* **The task**
All lines containing the string "configured" must be copied from the entries.

[Collected data]

....

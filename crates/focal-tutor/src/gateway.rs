//! The generation gateway: classify, assemble, answer.
//!
//! [`GenerationGateway::generate`] runs the two-stage protocol for one
//! request. Classification failures degrade to [`Category::Other`]; answer
//! failures become `TutorError::GenerationError` carrying the category. The
//! gateway waits for the first non-empty answer chunk before returning, so
//! callers learn about empty responses and early failures up front.
//!
//! Cancellation is cooperative: the supplied [`CancellationToken`] is checked
//! while classifying, while waiting for every chunk, and again before each
//! chunk is handed out. Once it fires the stream yields `TutorError::Cancelled`
//! and ends, dropping the upstream model stream.

use std::sync::Arc;

use futures::stream::BoxStream;
use futures::StreamExt;
use tokio_util::sync::CancellationToken;
use tracing::{debug, info, warn};
use uuid::Uuid;

use crate::classifier::{classify, Category};
use crate::error::{LlmErrorKind, Result, TutorError};
use crate::image::ImagePayload;
use crate::model::{ChunkStream, HistoryEntry, LanguageModel, ModelError, ModelRequest};
use crate::options::ResponseOptions;
use crate::prompt::assemble_prompt;

/// User text recorded for submissions that only carry images.
pub const IMAGE_ONLY_TEXT: &str = "(image only)";

/// One generation request, paired 1:1 with a cancellation token.
#[derive(Debug, Clone)]
pub struct GenerationRequest {
    /// The turn this request belongs to.
    pub turn_id: Uuid,
    /// The raw question text.
    pub prompt: String,
    /// Sections and sliders for this request.
    pub options: ResponseOptions,
    /// Inline images, in submission order.
    pub images: Vec<ImagePayload>,
    /// Snapshot of the session history at submission time.
    pub history: Vec<HistoryEntry>,
}

impl GenerationRequest {
    /// Returns `true` if the request carries images but no text.
    #[must_use]
    pub fn is_image_only(&self) -> bool {
        self.prompt.trim().is_empty() && !self.images.is_empty()
    }

    /// Rejects requests with neither text nor images, or invalid sliders.
    pub fn validate(&self) -> Result<()> {
        if self.prompt.trim().is_empty() && self.images.is_empty() {
            return Err(TutorError::validation(
                "Enter a question or attach at least one image",
            ));
        }
        self.options.validate()
    }
}

/// A started generation: the resolved category and the answer text stream.
pub struct Generation {
    /// The category the question was classified as.
    pub category: Category,
    /// Answer chunks in production order. Never yields an empty chunk.
    pub stream: BoxStream<'static, Result<String>>,
}

impl std::fmt::Debug for Generation {
    fn fmt(&self, f: &mut std::fmt::Formatter<'_>) -> std::fmt::Result {
        f.debug_struct("Generation")
            .field("category", &self.category)
            .finish_non_exhaustive()
    }
}

/// Orchestrates classification, prompt assembly and the answering call.
#[derive(Clone)]
pub struct GenerationGateway {
    classifier: Arc<dyn LanguageModel>,
    answerer: Arc<dyn LanguageModel>,
}

impl std::fmt::Debug for GenerationGateway {
    fn fmt(&self, f: &mut std::fmt::Formatter<'_>) -> std::fmt::Result {
        f.debug_struct("GenerationGateway")
            .field("classifier", &self.classifier.name())
            .field("answerer", &self.answerer.name())
            .finish()
    }
}

impl GenerationGateway {
    /// Creates a gateway with separate classification and answering models.
    #[must_use]
    pub fn new(classifier: Arc<dyn LanguageModel>, answerer: Arc<dyn LanguageModel>) -> Self {
        Self {
            classifier,
            answerer,
        }
    }

    /// Creates a gateway that uses one model for both stages.
    #[must_use]
    pub fn single(model: Arc<dyn LanguageModel>) -> Self {
        Self::new(Arc::clone(&model), model)
    }

    /// Name of the answering backend.
    #[must_use]
    pub fn provider(&self) -> &str {
        self.answerer.name()
    }

    /// Runs classification, prompt assembly and the answering call.
    ///
    /// # Errors
    ///
    /// - `TutorError::ValidationError` for an empty submission or bad sliders.
    /// - `TutorError::Cancelled` if `cancel` fires before the first chunk.
    /// - `TutorError::GenerationError` if the model fails or returns no text.
    pub async fn generate(
        &self,
        request: GenerationRequest,
        cancel: CancellationToken,
    ) -> Result<Generation> {
        request.validate()?;
        if cancel.is_cancelled() {
            return Err(TutorError::Cancelled);
        }

        let turn_id = request.turn_id;
        let category = self.resolve_category(&request, &cancel).await?;
        info!(%turn_id, %category, images = request.images.len(), "Question classified");

        let question = if request.is_image_only() {
            IMAGE_ONLY_TEXT
        } else {
            request.prompt.as_str()
        };
        let prompt = assemble_prompt(category, &request.options, question);
        debug!(%turn_id, prompt_len = prompt.len(), "Prompt assembled");

        let mut upstream = self.answerer.stream(ModelRequest {
            prompt,
            images: request.images,
            history: request.history,
        });

        let first = Self::first_chunk(&mut upstream, &cancel, category).await?;
        info!(%turn_id, %category, "Generation started");

        Ok(Generation {
            category,
            stream: guarded(first, upstream, cancel, category),
        })
    }

    /// Classifies the question, degrading to `other` on failure.
    async fn resolve_category(
        &self,
        request: &GenerationRequest,
        cancel: &CancellationToken,
    ) -> Result<Category> {
        if request.is_image_only() {
            return Ok(Category::Other);
        }
        tokio::select! {
            biased;
            () = cancel.cancelled() => Err(TutorError::Cancelled),
            result = classify(self.classifier.as_ref(), &request.prompt) => {
                Ok(result.unwrap_or_else(|e| {
                    warn!(turn_id = %request.turn_id, error = %e, "Classification failed, using 'other'");
                    Category::Other
                }))
            }
        }
    }

    /// Waits for the first non-empty chunk.
    async fn first_chunk(
        upstream: &mut ChunkStream,
        cancel: &CancellationToken,
        category: Category,
    ) -> Result<String> {
        loop {
            let item = tokio::select! {
                biased;
                () = cancel.cancelled() => return Err(TutorError::Cancelled),
                item = upstream.next() => item,
            };
            match item {
                Some(Ok(chunk)) if chunk.is_empty() => continue,
                Some(Ok(chunk)) => return Ok(chunk),
                Some(Err(e)) => return Err(generation_error(category, e)),
                None => {
                    return Err(TutorError::generation(
                        Some(category),
                        LlmErrorKind::Malformed,
                        "the model returned an empty response",
                    ))
                }
            }
        }
    }
}

fn generation_error(category: Category, error: ModelError) -> TutorError {
    TutorError::generation(Some(category), error.kind, error.message)
}

/// Wraps the primed upstream stream with cancellation checks.
///
/// Ends after the first error; never yields text once `cancel` has fired.
fn guarded(
    first: String,
    mut upstream: ChunkStream,
    cancel: CancellationToken,
    category: Category,
) -> BoxStream<'static, Result<String>> {
    Box::pin(async_stream::stream! {
        if cancel.is_cancelled() {
            yield Err(TutorError::Cancelled);
            return;
        }
        yield Ok(first);

        loop {
            let polled = tokio::select! {
                biased;
                () = cancel.cancelled() => None,
                item = upstream.next() => Some(item),
            };
            let Some(item) = polled else {
                yield Err(TutorError::Cancelled);
                break;
            };
            match item {
                None => break,
                Some(Ok(chunk)) => {
                    if cancel.is_cancelled() {
                        yield Err(TutorError::Cancelled);
                        break;
                    }
                    if !chunk.is_empty() {
                        debug!(chunk_len = chunk.len(), "Answer chunk");
                        yield Ok(chunk);
                    }
                }
                Some(Err(e)) => {
                    warn!(%category, kind = %e.kind, "Answer stream failed");
                    yield Err(generation_error(category, e));
                    break;
                }
            }
        }
    })
}
//! Focal CLI
//!
//! Runs the tutoring API server, or asks questions against a server or an
//! in-process gateway.

mod render;

use std::io::Write;
use std::path::{Path, PathBuf};
use std::process::ExitCode;
use std::sync::Arc;

use clap::{Parser, Subcommand};
use focal_session::{
    loading_phrase, GenerationSource, HttpSource, LocalSource, SessionController, SessionUpdate,
    Submission, LOADING_TICK,
};
use focal_tutor::{
    create_router, AppState, Config, ImagePayload, LlmProvider, ResponseOptions, SectionKind,
    SectionSet,
};
use tokio::io::{AsyncBufReadExt, BufReader};
use tokio::net::TcpListener;
use tracing_subscriber::EnvFilter;

use crate::render::{Renderer, View};

/// Exit code used when the user aborts a one-shot question.
const EXIT_ABORTED: u8 = 130;

/// Focal - a tutor that explains, section by section
///
/// Classifies each question by subject, tunes the explanation to the
/// learner's level and streams a structured answer.
#[derive(Parser, Debug)]
#[command(name = "focal")]
#[command(version, about, long_about = None)]
struct Args {
    #[command(subcommand)]
    command: Command,

    /// Path to configuration file (default: focal.json in current directory)
    #[arg(short, long, value_name = "FILE", global = true)]
    config: Option<String>,

    /// Enable verbose output (sets log level to debug)
    #[arg(short, long, global = true)]
    verbose: bool,
}

#[derive(Subcommand, Debug)]
enum Command {
    /// Run the HTTP API server
    Serve {
        /// Address to bind
        #[arg(long)]
        host: Option<String>,

        /// Port for the HTTP API server
        #[arg(short, long)]
        port: Option<u16>,

        /// Language model backend (gemini or echo)
        #[arg(long)]
        provider: Option<LlmProvider>,
    },

    /// Ask a question; without one, start an interactive chat
    Ask(AskArgs),
}

#[derive(clap::Args, Debug)]
struct AskArgs {
    /// The question to ask
    #[arg(value_name = "QUESTION")]
    question: Option<String>,

    /// URL of a running Focal server (default: answer in-process)
    #[arg(long, value_name = "URL")]
    server: Option<String>,

    /// Language model backend for in-process answers (gemini or echo)
    #[arg(long)]
    provider: Option<LlmProvider>,

    /// Sections to include, comma separated (summary,guidance,explanation,answer)
    #[arg(long, value_delimiter = ',', value_name = "LIST")]
    sections: Option<Vec<SectionKind>>,

    /// Ask for a single undivided answer
    #[arg(long, conflicts_with = "sections")]
    no_sections: bool,

    /// Learner's understanding, 0 (shallow) to 1 (deep)
    #[arg(long, value_name = "0..1")]
    understanding: Option<f64>,

    /// Answer thoroughness, 0 (terse) to 1 (thorough)
    #[arg(long, value_name = "0..1")]
    politeness: Option<f64>,

    /// Attach an image (repeatable); sent with the first question
    #[arg(short, long = "image", value_name = "FILE")]
    images: Vec<PathBuf>,

    /// How to print answers
    #[arg(long, value_enum, default_value_t = View::Sections)]
    view: View,
}

/// How a single turn ended.
#[derive(Debug, Clone, Copy, PartialEq, Eq)]
enum Outcome {
    Completed,
    Aborted,
    Failed,
}

#[tokio::main]
async fn main() -> ExitCode {
    let args = Args::parse();

    // Priority: RUST_LOG env var > --verbose flag > default (info)
    let filter = if args.verbose {
        EnvFilter::try_from_default_env().unwrap_or_else(|_| EnvFilter::new("debug"))
    } else {
        EnvFilter::try_from_default_env().unwrap_or_else(|_| EnvFilter::new("info"))
    };
    tracing_subscriber::fmt()
        .with_env_filter(filter)
        .with_writer(std::io::stderr)
        .init();

    tracing::debug!(config = ?args.config, "Config file");

    let result = match args.command {
        Command::Serve {
            host,
            port,
            provider,
        } => serve(args.config.as_deref(), host, port, provider)
            .await
            .map(|()| ExitCode::SUCCESS),
        Command::Ask(ask_args) => ask(args.config.as_deref(), ask_args).await,
    };

    match result {
        Ok(code) => code,
        Err(e) => {
            eprintln!("Error: {e}");
            ExitCode::from(1)
        }
    }
}

// ============================================================================
// serve
// ============================================================================

async fn serve(
    config_path: Option<&str>,
    host: Option<String>,
    port: Option<u16>,
    provider: Option<LlmProvider>,
) -> anyhow::Result<()> {
    let mut config = load_config(config_path)?;
    if let Some(host) = host {
        config.host = host;
    }
    if let Some(port) = port {
        config.port = port;
    }
    if let Some(provider) = provider {
        config.llm_provider = provider;
    }
    config.validate()?;

    let gateway = config.gateway()?;
    print_config(&config);

    let addr = format!("{}:{}", config.host, config.port);
    let listener = TcpListener::bind(&addr).await.map_err(|e| {
        anyhow::anyhow!("Failed to bind to {addr}: {e}\n\nSuggestion: Try a different port with --port")
    })?;

    tracing::info!(%addr, provider = %config.llm_provider, "Focal API listening");
    println!("Focal API running on http://{addr}");
    println!("Press Ctrl+C to stop");

    let router = create_router(AppState::new(config, gateway));
    axum::serve(listener, router)
        .with_graceful_shutdown(async {
            let _ = tokio::signal::ctrl_c().await;
            tracing::info!("Received Ctrl+C, shutting down");
        })
        .await?;
    Ok(())
}

// ============================================================================
// ask
// ============================================================================

async fn ask(config_path: Option<&str>, args: AskArgs) -> anyhow::Result<ExitCode> {
    let mut config = load_config(config_path)?;
    if let Some(provider) = args.provider {
        config.llm_provider = provider;
    }
    config.validate()?;

    let options = response_options(&config, &args)?;
    let mut images = load_images(&config, &args.images)?;

    let source: Arc<dyn GenerationSource> = match &args.server {
        Some(url) => {
            let source = HttpSource::new(url.as_str());
            let health = source.health().await.map_err(|e| {
                anyhow::anyhow!("Cannot reach Focal server at {url}: {e}\n\nSuggestion: Start it with `focal serve`")
            })?;
            tracing::info!(provider = %health.provider, model = %health.model, "Connected to server");
            Arc::new(source)
        }
        None => Arc::new(LocalSource::new(config.gateway()?)),
    };
    let mut controller = SessionController::new(source);

    if let Some(question) = args.question {
        let submission = Submission {
            text: question,
            images,
            options,
        };
        let code = match run_turn(&mut controller, submission, args.view).await? {
            Outcome::Completed => ExitCode::SUCCESS,
            Outcome::Aborted => ExitCode::from(EXIT_ABORTED),
            Outcome::Failed => ExitCode::from(1),
        };
        return Ok(code);
    }

    println!("Ask a question. /clear starts a new conversation, /quit exits, Ctrl+C aborts an answer.");
    let mut lines = BufReader::new(tokio::io::stdin()).lines();
    loop {
        print!("> ");
        std::io::stdout().flush()?;

        let line = tokio::select! {
            line = lines.next_line() => line?,
            Ok(()) = tokio::signal::ctrl_c() => None,
        };
        let Some(line) = line else {
            println!();
            break;
        };

        match line.trim() {
            "" if images.is_empty() => {}
            "/quit" | "/exit" => break,
            "/clear" => {
                controller.clear()?;
                println!("Started a new conversation");
            }
            question => {
                let submission = Submission {
                    text: question.to_string(),
                    images: std::mem::take(&mut images),
                    options,
                };
                run_turn(&mut controller, submission, args.view).await?;
            }
        }
    }
    Ok(ExitCode::SUCCESS)
}

/// Submits one question and renders its answer until it ends.
async fn run_turn(
    controller: &mut SessionController,
    submission: Submission,
    view: View,
) -> anyhow::Result<Outcome> {
    let has_images = !submission.images.is_empty();
    let mut renderer = Renderer::new(std::io::stdout(), view, submission.options.sections);
    controller.submit(submission)?;

    let mut ticker = tokio::time::interval(LOADING_TICK);
    let mut tick = 0usize;

    loop {
        tokio::select! {
            update = controller.next_event() => {
                let Some(update) = update else {
                    renderer.finish()?;
                    return Ok(Outcome::Failed);
                };
                match update {
                    SessionUpdate::Started { category, .. } => {
                        eprintln!("[{category}]");
                    }
                    SessionUpdate::Chunk { text, .. } => renderer.chunk(&text)?,
                    SessionUpdate::Completed { .. } => {
                        renderer.finish()?;
                        return Ok(Outcome::Completed);
                    }
                    SessionUpdate::Failed { message, .. } => {
                        renderer.finish()?;
                        eprintln!("Error: {message}");
                        return Ok(Outcome::Failed);
                    }
                    SessionUpdate::Ignored => {}
                }
            }
            _ = ticker.tick(), if !renderer.has_output() => {
                eprintln!("{}", loading_phrase(0, tick, has_images));
                tick += 1;
            }
            Ok(()) = tokio::signal::ctrl_c() => {
                if let Err(e) = controller.abort() {
                    tracing::debug!(error = %e, "Nothing to abort");
                }
                renderer.finish()?;
                eprintln!("(answer aborted)");
                return Ok(Outcome::Aborted);
            }
        }
    }
}

// ============================================================================
// Helpers
// ============================================================================

/// Loads configuration from the specified path or default location.
fn load_config(config_path: Option<&str>) -> anyhow::Result<Config> {
    match config_path {
        Some(path_str) => {
            let path = Path::new(path_str);
            if !path.exists() {
                anyhow::bail!(
                    "Config file not found: '{}'\n\nSuggestion: Check the path or remove the --config flag to use defaults",
                    path.display()
                );
            }
            Config::load_from_file(path).map_err(|e| anyhow::anyhow!("{e}"))
        }
        None => Config::load().map_err(|e| anyhow::anyhow!("{e}")),
    }
}

/// Applies the section and slider flags on top of the configured defaults.
fn response_options(config: &Config, args: &AskArgs) -> anyhow::Result<ResponseOptions> {
    let mut options = config.defaults;
    if args.no_sections {
        options.sections = SectionSet::empty();
    } else if let Some(kinds) = &args.sections {
        options.sections = SectionSet::of(kinds);
    }
    if let Some(understanding) = args.understanding {
        options.sliders.understanding = understanding;
    }
    if let Some(politeness) = args.politeness {
        options.sliders.politeness = politeness;
    }
    options.validate()?;
    Ok(options)
}

/// Reads image files, enforcing the configured limits.
fn load_images(config: &Config, paths: &[PathBuf]) -> anyhow::Result<Vec<ImagePayload>> {
    let limits = config.image_limits();
    if paths.len() > limits.max_images {
        anyhow::bail!(
            "Too many images: {} (at most {})",
            paths.len(),
            limits.max_images
        );
    }

    paths
        .iter()
        .map(|path| {
            let image = ImagePayload::load(path)
                .map_err(|e| anyhow::anyhow!("Failed to load image '{}': {e}", path.display()))?;
            if image.bytes.len() > limits.max_image_bytes {
                anyhow::bail!(
                    "Image '{}' is larger than {} bytes",
                    path.display(),
                    limits.max_image_bytes
                );
            }
            tracing::debug!(path = %path.display(), mime = %image.mime_type, size = image.bytes.len(), "Image loaded");
            Ok(image)
        })
        .collect()
}

/// Prints the loaded configuration.
fn print_config(config: &Config) {
    println!("Configuration loaded:");
    println!("  LLM provider: {}", config.llm_provider);
    println!("  Model: {}", config.model);
    println!("  Classifier model: {}", config.classifier_model());
    println!(
        "  Default sections: {}",
        config
            .defaults
            .sections
            .iter()
            .map(SectionKind::label)
            .collect::<Vec<_>>()
            .join(", ")
    );
}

....

* **Exercise response**
/// Applies the section and slider flags on top of the configured defaults.
/// Reads image files, enforcing the configured limits.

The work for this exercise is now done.